### Aim of the task
In the entries below, find each line bearing the string "whole" and copy it.

### Material supplied
┏━━

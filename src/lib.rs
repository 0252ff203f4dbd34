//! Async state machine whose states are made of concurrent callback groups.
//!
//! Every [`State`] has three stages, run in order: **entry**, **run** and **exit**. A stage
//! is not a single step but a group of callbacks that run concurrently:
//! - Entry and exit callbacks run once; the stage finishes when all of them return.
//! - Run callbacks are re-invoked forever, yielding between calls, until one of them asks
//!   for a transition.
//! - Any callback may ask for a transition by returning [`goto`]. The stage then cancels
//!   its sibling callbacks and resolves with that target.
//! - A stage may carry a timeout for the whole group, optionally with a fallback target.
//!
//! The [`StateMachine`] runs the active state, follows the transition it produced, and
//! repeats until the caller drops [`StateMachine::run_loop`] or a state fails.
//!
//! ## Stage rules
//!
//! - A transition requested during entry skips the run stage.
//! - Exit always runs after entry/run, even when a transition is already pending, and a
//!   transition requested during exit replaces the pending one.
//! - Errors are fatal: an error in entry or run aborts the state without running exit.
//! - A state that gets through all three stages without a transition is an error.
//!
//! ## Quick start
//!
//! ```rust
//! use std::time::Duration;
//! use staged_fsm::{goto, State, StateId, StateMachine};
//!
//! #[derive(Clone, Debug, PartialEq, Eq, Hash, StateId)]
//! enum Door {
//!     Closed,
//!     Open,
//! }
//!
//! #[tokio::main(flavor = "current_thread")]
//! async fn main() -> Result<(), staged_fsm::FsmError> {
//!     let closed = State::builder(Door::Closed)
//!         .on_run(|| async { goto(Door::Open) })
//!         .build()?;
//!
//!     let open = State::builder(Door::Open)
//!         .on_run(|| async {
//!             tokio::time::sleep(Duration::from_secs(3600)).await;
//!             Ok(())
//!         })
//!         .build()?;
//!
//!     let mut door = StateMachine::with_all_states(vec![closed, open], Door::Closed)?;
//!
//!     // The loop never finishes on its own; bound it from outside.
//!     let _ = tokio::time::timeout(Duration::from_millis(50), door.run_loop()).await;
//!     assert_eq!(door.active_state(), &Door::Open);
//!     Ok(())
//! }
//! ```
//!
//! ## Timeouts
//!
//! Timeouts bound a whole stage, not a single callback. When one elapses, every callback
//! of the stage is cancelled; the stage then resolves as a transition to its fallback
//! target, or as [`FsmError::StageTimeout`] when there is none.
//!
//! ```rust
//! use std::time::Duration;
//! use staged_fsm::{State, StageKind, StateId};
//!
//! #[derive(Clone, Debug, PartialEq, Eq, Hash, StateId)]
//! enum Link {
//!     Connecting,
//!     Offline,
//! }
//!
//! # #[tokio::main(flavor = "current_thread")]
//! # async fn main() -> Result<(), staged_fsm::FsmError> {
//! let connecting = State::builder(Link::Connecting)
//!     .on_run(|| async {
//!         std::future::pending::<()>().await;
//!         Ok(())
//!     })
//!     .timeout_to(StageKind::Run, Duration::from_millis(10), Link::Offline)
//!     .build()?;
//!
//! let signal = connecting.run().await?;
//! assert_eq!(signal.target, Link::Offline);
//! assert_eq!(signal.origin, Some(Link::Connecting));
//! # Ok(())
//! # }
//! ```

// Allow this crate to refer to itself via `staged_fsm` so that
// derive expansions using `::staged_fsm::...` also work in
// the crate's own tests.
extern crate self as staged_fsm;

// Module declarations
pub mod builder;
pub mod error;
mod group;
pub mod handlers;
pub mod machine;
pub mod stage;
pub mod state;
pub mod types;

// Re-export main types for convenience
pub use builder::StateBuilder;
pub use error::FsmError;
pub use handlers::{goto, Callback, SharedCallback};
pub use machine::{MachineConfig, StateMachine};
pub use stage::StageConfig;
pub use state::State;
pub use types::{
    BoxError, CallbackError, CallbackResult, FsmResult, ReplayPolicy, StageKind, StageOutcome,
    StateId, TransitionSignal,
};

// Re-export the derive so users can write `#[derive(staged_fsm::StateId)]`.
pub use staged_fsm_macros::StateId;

┗━━
┏━━

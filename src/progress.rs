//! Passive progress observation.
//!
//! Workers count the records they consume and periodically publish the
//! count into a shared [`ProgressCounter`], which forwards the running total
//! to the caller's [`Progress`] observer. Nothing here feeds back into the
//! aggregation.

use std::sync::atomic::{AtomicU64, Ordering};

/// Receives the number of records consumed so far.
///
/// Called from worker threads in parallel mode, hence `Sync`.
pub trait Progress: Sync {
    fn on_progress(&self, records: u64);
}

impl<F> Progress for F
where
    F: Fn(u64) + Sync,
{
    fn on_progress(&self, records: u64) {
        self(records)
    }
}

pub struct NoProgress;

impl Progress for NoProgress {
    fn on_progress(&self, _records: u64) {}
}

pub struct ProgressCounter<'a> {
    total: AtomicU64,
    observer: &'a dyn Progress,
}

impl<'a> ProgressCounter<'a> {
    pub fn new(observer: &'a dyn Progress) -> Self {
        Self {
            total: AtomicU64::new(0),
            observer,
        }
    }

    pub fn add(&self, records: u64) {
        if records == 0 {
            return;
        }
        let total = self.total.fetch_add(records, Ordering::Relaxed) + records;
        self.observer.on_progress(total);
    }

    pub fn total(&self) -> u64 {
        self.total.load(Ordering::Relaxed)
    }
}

┗━━
┏━━

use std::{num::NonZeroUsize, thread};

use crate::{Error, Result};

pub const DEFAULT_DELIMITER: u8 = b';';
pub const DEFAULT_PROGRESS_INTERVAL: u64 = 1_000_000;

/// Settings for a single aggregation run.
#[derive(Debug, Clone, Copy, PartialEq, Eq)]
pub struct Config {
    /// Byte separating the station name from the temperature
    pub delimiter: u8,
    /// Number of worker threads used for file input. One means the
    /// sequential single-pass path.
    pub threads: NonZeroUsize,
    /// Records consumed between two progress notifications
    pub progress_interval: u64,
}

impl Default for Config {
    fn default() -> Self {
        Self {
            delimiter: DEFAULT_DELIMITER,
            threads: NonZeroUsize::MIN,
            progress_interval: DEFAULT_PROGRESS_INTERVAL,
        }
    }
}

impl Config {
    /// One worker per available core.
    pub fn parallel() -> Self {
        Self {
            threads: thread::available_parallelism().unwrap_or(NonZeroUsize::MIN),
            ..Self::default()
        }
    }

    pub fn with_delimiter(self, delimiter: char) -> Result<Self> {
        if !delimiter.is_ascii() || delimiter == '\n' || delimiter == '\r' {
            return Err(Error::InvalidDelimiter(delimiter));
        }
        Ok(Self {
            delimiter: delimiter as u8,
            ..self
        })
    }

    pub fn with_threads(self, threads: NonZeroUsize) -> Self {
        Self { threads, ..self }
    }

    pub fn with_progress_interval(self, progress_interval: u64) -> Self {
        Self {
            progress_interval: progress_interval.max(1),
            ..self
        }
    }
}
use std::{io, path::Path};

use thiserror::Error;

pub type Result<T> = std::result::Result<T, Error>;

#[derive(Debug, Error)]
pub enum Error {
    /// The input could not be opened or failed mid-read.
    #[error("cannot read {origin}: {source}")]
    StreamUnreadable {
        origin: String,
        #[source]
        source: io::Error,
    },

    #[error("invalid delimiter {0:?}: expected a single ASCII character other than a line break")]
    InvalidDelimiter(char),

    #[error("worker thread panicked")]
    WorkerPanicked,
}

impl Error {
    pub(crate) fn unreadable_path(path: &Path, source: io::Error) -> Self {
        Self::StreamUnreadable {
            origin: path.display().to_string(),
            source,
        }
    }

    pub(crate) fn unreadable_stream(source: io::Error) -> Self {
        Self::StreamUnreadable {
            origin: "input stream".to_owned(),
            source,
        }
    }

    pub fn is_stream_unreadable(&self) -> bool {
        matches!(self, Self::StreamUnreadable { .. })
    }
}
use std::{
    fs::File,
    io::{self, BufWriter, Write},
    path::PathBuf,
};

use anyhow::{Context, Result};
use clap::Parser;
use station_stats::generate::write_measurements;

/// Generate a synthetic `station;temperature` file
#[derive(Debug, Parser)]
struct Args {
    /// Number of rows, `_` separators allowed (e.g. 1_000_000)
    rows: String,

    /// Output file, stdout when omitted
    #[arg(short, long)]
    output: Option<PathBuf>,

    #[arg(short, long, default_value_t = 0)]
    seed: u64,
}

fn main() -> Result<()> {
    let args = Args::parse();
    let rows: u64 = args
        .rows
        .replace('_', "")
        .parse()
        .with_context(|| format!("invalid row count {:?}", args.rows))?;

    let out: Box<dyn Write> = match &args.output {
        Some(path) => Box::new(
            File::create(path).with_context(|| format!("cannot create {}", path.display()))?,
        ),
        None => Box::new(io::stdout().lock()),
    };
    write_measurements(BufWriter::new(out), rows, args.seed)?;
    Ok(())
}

┗━━

### Result for this exercise
//! - A stage may carry a timeout for the whole group, optionally with a fallback target.
//! Timeouts bound a whole stage, not a single callback. When one elapses, every callback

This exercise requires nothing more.